DATASET RECORDS
BEGIN

//! Replanner: turns a failover recommendation into a fresh plan
//!
//! Consumes the replan marker written by the workflow machine, asks the
//! external planner for a new plan with the failover suggestions injected as
//! structural constraints, rebases the execution onto the new plan, and
//! resumes at step 0. The superseded plan moves to `plan_history`; its
//! completed side effects stay owned by the compensator should the new plan
//! fail later.

use async_trait::async_trait;
use chrono::{DateTime, Utc};
use serde::{Deserialize, Serialize};
use std::sync::Arc;
use std::time::Duration;

use super::FailoverDecision;
use crate::config::EngineConfig;
use crate::engine::repository::ExecutionRepository;
use crate::events::{EventType, OutboxWriter, SagaEvent};
use crate::queue::{ContinuationJob, JobQueue};
use crate::store::{keys, StateStore};
use crate::trace::TraceContext;
use crate::types::{
    EngineError, EngineResult, ExecutionId, ExecutionStatus, Intent, Plan, PlanConstraints,
    ReplanError, StepId, StepState, StoreError,
};

/// Marker written by the workflow machine when a failure is recoverable
#[derive(Debug, Clone, Serialize, Deserialize)]
pub struct ReplanMarker {
    pub execution_id: ExecutionId,
    pub failed_step_id: StepId,
    pub failed_step_number: u32,
    pub decision: FailoverDecision,
    pub created_at: DateTime<Utc>,
}

/// Constraints handed to the external planner on a replan
#[derive(Debug, Clone, Serialize, Deserialize)]
pub struct PlanningConstraints {
    pub base: PlanConstraints,
    /// Structural suggestions from the failover engine; the planner applies
    /// them to the relevant step parameters
    pub suggestions: Vec<super::Suggestion>,
    /// The plan being replaced, for context
    #[serde(skip_serializing_if = "Option::is_none")]
    pub previous_plan: Option<Plan>,
}

/// External plan synthesis. The engine delegates; only the contract lives here.
#[async_trait]
pub trait Planner: Send + Sync {
    async fn plan(
        &self,
        intent: &Intent,
        constraints: &PlanningConstraints,
    ) -> Result<Plan, String>;
}

pub struct Replanner {
    repository: Arc<ExecutionRepository>,
    store: Arc<dyn StateStore>,
    queue: Arc<dyn JobQueue>,
    planner: Arc<dyn Planner>,
    outbox: Arc<OutboxWriter>,
    config: EngineConfig,
}

impl Replanner {
    pub fn new(
        repository: Arc<ExecutionRepository>,
        store: Arc<dyn StateStore>,
        queue: Arc<dyn JobQueue>,
        planner: Arc<dyn Planner>,
        outbox: Arc<OutboxWriter>,
        config: EngineConfig,
    ) -> Self {
        Self {
            repository,
            store,
            queue,
            planner,
            outbox,
            config,
        }
    }

    /// Write the replan marker. Called by the workflow machine before it
    /// enqueues the replan job.
    pub async fn write_marker(&self, marker: &ReplanMarker) -> EngineResult<()> {
        let value = serde_json::to_string(marker)
            .map_err(|e| EngineError::Store(StoreError::Serialization(e.to_string())))?;
        self.store
            .put(
                &keys::replan_marker(marker.execution_id),
                &value,
                Some(Duration::from_secs(self.config.replan_marker_ttl_s)),
            )
            .await
            .map_err(EngineError::Store)?;
        Ok(())
    }

    /// Consume the marker and rebase the execution onto a new plan.
    pub async fn replan(&self, execution_id: ExecutionId, trace: &TraceContext) -> EngineResult<()> {
        let marker_key = keys::replan_marker(execution_id);
        let marker: ReplanMarker = match self.store.get(&marker_key).await.map_err(EngineError::Store)? {
            Some(value) => serde_json::from_str(&value)
                .map_err(|e| EngineError::Store(StoreError::Serialization(e.to_string())))?,
            None => {
                return Err(EngineError::Replan(ReplanError::MarkerMissing {
                    execution_id,
                }))
            }
        };

        let state = self.repository.load_required(execution_id).await?;
        if state.status.is_terminal() {
            let _ = self.store.delete(&marker_key).await;
            return Ok(());
        }

        let constraints = PlanningConstraints {
            base: state.plan.constraints.clone(),
            suggestions: marker.decision.suggestions.clone(),
            previous_plan: Some(state.plan.clone()),
        };
        let new_plan = self
            .planner
            .plan(&state.intent, &constraints)
            .await
            .map_err(|e| EngineError::Replan(ReplanError::PlannerFailed(e)))?;
        new_plan
            .validate()
            .map_err(|e| EngineError::Replan(ReplanError::PlanRejected(e)))?;

        // Old step locks are keyed by index; clear them so the rebased plan
        // can execute from step 0 without colliding with the failed attempt.
        for index in 0..state.plan.steps.len() as u32 {
            let _ = self
                .store
                .delete(&keys::step_lock(execution_id, index))
                .await;
        }

        let plan_for_update = new_plan.clone();
        self.repository
            .update(execution_id, move |s| {
                let old_plan = std::mem::replace(&mut s.plan, plan_for_update.clone());
                s.plan_history.push(old_plan);
                s.step_states = plan_for_update
                    .steps
                    .iter()
                    .map(|step| StepState::pending(step.id))
                    .collect();
                s.status = ExecutionStatus::Planned;
                s.checkpoint = None;
                Ok(())
            })
            .await?;

        self.store
            .delete(&marker_key)
            .await
            .map_err(EngineError::Store)?;

        self.outbox
            .append(
                &SagaEvent::new(EventType::AutomaticReplanTriggered, execution_id)
                    .with_status("PLANNED")
                    .with_message(&format!(
                        "replanned after {:?} via policy {}",
                        marker.decision.reason,
                        marker.decision.policy.as_deref().unwrap_or("unmatched")
                    ))
                    .with_trace_id(&trace.trace_id),
            )
            .await
            .map_err(EngineError::Store)?;

        self.queue
            .enqueue(ContinuationJob::continuation(
                execution_id,
                0,
                0,
                trace.child(),
            ))
            .await
            .map_err(EngineError::Queue)?;

        tracing::info!(
            execution_id = %execution_id,
            policy = marker.decision.policy.as_deref().unwrap_or("unmatched"),
            "execution rebased onto new plan"
        );
        Ok(())
    }
}

/// Planner that rebuilds the previous plan with suggestions applied
/// structurally to matching step parameters. Serves single-node deployments
/// and tests; production wires the LLM planning service instead.
pub struct SuggestionPlanner;

#[async_trait]
impl Planner for SuggestionPlanner {
    async fn plan(
        &self,
        intent: &Intent,
        constraints: &PlanningConstraints,
    ) -> Result<Plan, String> {
        let previous = constraints
            .previous_plan
            .as_ref()
            .ok_or_else(|| "no previous plan to rebuild".to_string())?;
        let steps = previous
            .steps
            .iter()
            .map(|step| {
                // Fresh step ids; same tools, suggested parameters folded in.
                let mut rebuilt = crate::types::PlanStep::new(
                    step.step_number,
                    &step.tool_name,
                    step.parameters.clone(),
                )
                .with_description(&step.description)
                .with_timeout_ms(step.timeout_ms);
                if let serde_json::Value::Object(params) = &mut rebuilt.parameters {
                    for suggestion in &constraints.suggestions {
                        if params.contains_key(&suggestion.parameter) {
                            params.insert(suggestion.parameter.clone(), suggestion.value.clone());
                        }
                    }
                }
                rebuilt
            })
            .collect();
        // Dependencies are re-derived from the linear order, matching how the
        // external planner emits sequential plans.
        let plan = Plan::new(
            intent.id,
            relink_sequential(steps),
            constraints.base.clone(),
            &previous.summary,
        )
        .map_err(|e| e.to_string())?;
        Ok(plan)
    }
}

/// Give each step a dependency on its predecessor.
fn relink_sequential(mut steps: Vec<crate::types::PlanStep>) -> Vec<crate::types::PlanStep> {
    steps.sort_by_key(|s| s.step_number);
    let ids: Vec<crate::types::StepId> = steps.iter().map(|s| s.id).collect();
    for (index, step) in steps.iter_mut().enumerate() {
        step.dependencies = if index == 0 {
            Vec::new()
        } else {
            vec![ids[index - 1]]
        };
    }
    steps
}

#[cfg(test)]
mod tests {
    use super::*;
    use crate::failover::Suggestion;
    use crate::types::{IntentType, PlanStep};

    #[tokio::test]
    async fn test_suggestion_planner_applies_suggestions_with_fresh_ids() {
        let intent = Intent::new(IntentType::Action, "book dinner", "test");
        let step = PlanStep::new(
            0,
            "book_restaurant_table",
            serde_json::json!({"time": "19:00", "party_size": 4}),
        );
        let old_id = step.id;
        let previous = Plan::new(intent.id, vec![step], PlanConstraints::default(), "book").unwrap();

        let constraints = PlanningConstraints {
            base: PlanConstraints::default(),
            suggestions: vec![Suggestion {
                parameter: "time".into(),
                value: serde_json::json!("20:00"),
            }],
            previous_plan: Some(previous),
        };
        let plan = SuggestionPlanner.plan(&intent, &constraints).await.unwrap();
        assert_eq!(plan.steps.len(), 1);
        assert_ne!(plan.steps[0].id, old_id);
        assert_eq!(plan.steps[0].parameters["time"], serde_json::json!("20:00"));
        assert_eq!(plan.steps[0].parameters["party_size"], serde_json::json!(4));
    }

    #[tokio::test]
    async fn test_suggestions_only_touch_existing_parameters() {
        let intent = Intent::new(IntentType::Action, "geocode", "test");
        let step = PlanStep::new(0, "geocode_location", serde_json::json!({"query": "x"}));
        let previous =
            Plan::new(intent.id, vec![step], PlanConstraints::default(), "geo").unwrap();
        let constraints = PlanningConstraints {
            base: PlanConstraints::default(),
            suggestions: vec![Suggestion {
                parameter: "time".into(),
                value: serde_json::json!("20:00"),
            }],
            previous_plan: Some(previous),
        };
        let plan = SuggestionPlanner.plan(&intent, &constraints).await.unwrap();
        assert!(plan.steps[0].parameters.get("time").is_none());
    }
}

END

EXERCISE PROMPT
Find every line in the records that has the word "config". Copy those lines.

RESPONSE TO THIS TASK
use crate::config::EngineConfig;
    config: EngineConfig,
        config: EngineConfig,
            config,
                Some(Duration::from_secs(self.config.replan_marker_ttl_s)),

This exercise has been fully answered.